- ACTIVITY
Which lines below contain "that"? Pull them out.

- Saved entries
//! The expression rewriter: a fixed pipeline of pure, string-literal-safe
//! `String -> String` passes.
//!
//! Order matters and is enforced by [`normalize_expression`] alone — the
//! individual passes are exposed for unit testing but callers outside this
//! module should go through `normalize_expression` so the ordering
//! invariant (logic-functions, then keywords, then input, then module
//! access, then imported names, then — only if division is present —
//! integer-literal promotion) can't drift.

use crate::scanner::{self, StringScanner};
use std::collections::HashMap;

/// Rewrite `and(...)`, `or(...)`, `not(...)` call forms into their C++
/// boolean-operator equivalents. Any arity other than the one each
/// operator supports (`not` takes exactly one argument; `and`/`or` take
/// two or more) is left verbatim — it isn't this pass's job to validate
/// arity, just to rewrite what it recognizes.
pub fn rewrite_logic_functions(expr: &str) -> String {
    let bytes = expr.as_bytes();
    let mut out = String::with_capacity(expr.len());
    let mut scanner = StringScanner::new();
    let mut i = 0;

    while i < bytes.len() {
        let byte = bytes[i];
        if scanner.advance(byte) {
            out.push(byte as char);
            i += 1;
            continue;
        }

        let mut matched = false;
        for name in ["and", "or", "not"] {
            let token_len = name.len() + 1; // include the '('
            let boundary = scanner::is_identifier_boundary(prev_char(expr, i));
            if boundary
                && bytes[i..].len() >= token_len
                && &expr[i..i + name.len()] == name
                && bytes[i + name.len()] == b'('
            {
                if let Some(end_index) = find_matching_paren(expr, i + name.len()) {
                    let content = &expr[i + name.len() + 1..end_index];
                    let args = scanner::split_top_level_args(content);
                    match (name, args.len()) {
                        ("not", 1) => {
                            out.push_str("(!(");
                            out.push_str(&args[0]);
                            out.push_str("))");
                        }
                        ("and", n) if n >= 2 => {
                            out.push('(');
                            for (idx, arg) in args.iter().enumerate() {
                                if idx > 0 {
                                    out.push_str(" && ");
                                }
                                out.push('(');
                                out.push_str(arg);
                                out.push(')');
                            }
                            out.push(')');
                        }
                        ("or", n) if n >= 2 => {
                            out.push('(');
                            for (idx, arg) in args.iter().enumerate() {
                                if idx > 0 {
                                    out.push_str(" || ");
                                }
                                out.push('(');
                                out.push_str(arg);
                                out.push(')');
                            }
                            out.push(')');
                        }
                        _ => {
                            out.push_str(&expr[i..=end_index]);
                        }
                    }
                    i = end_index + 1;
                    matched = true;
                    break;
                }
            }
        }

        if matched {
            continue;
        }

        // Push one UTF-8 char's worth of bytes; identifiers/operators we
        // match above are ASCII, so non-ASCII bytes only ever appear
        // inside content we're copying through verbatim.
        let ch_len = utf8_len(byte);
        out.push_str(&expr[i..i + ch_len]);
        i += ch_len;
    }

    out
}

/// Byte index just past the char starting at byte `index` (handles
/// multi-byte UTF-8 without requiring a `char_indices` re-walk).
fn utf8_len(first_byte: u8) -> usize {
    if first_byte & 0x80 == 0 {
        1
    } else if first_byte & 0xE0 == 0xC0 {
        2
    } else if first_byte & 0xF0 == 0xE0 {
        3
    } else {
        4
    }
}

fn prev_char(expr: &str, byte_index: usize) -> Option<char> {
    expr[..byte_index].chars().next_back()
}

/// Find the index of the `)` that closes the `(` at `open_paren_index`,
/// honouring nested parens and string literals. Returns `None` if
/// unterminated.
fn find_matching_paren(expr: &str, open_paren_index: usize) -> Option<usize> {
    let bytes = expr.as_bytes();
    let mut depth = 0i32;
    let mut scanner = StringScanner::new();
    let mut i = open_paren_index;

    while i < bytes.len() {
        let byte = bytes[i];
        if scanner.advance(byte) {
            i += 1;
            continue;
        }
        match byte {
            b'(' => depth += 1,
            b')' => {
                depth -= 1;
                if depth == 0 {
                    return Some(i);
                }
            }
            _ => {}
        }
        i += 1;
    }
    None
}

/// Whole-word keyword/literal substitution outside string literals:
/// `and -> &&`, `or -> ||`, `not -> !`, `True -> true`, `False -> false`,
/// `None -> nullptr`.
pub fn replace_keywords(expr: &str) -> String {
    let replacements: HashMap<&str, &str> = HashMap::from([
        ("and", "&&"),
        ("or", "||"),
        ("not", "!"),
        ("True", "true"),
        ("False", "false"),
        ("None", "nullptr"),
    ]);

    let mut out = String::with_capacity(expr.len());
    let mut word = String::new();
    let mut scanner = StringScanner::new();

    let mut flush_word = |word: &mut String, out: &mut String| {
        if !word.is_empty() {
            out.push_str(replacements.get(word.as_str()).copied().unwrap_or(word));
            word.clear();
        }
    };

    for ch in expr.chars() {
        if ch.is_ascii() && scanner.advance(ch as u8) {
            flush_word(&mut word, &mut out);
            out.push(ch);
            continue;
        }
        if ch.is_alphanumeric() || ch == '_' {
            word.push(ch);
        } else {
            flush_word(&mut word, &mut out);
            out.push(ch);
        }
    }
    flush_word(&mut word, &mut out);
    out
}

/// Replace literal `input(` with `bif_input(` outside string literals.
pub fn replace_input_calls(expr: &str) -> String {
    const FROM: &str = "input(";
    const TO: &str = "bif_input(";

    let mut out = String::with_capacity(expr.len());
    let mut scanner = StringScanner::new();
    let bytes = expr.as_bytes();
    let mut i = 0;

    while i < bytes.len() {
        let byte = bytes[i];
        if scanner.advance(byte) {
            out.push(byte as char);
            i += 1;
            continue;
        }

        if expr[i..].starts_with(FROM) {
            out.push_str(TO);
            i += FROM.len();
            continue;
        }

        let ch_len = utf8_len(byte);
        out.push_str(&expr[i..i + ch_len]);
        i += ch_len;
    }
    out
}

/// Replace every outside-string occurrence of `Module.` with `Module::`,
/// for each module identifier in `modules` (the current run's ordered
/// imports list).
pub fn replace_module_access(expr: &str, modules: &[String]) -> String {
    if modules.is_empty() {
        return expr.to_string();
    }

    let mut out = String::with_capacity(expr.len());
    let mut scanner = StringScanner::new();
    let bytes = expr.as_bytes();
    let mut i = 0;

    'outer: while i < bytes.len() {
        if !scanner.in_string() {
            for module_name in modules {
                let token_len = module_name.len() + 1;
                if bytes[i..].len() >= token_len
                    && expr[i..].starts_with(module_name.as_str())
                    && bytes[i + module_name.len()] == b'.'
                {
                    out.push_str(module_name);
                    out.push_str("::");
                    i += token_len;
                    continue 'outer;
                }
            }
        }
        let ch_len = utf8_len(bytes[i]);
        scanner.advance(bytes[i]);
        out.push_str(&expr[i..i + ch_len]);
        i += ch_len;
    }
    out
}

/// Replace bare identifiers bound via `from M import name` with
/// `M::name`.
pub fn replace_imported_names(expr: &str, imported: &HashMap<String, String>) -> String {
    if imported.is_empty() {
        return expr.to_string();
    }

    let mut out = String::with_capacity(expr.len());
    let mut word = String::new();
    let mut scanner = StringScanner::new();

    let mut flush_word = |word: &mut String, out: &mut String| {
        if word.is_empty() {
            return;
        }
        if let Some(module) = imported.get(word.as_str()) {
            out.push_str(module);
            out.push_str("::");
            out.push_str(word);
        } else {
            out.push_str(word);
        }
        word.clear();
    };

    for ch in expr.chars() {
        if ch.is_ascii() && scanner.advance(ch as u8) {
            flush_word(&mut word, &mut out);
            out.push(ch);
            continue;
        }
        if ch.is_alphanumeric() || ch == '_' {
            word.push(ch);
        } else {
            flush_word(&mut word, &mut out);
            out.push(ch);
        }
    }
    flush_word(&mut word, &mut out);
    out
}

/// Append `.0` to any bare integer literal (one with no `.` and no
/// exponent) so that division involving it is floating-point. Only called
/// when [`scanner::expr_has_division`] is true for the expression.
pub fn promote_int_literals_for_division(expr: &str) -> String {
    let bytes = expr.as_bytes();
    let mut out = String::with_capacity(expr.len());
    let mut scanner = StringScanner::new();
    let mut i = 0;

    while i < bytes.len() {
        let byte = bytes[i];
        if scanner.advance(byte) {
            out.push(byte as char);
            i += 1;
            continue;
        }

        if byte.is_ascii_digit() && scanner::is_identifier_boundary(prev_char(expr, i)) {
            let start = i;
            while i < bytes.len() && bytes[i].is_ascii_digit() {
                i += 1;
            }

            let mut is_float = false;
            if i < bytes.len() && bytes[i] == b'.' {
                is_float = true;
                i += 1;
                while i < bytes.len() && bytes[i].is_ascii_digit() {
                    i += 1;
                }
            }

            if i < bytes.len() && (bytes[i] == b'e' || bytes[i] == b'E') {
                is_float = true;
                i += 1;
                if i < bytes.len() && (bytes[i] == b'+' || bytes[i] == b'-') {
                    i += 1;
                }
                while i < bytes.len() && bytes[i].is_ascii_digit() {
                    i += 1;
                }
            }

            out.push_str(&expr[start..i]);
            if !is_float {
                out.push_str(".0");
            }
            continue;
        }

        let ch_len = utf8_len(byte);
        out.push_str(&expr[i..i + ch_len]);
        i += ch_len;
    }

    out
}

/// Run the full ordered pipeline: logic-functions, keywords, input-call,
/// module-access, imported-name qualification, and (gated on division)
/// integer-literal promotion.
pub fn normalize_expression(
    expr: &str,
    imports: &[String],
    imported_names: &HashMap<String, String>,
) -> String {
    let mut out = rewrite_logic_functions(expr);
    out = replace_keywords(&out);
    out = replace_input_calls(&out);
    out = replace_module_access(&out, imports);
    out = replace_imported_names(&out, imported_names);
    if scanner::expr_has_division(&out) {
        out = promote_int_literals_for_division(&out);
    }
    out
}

- SOLUTION FOR THIS EXERCISE
/// Find the index of the `)` that closes the `(` at `open_paren_index`,
/// exponent) so that division involving it is floating-point. Only called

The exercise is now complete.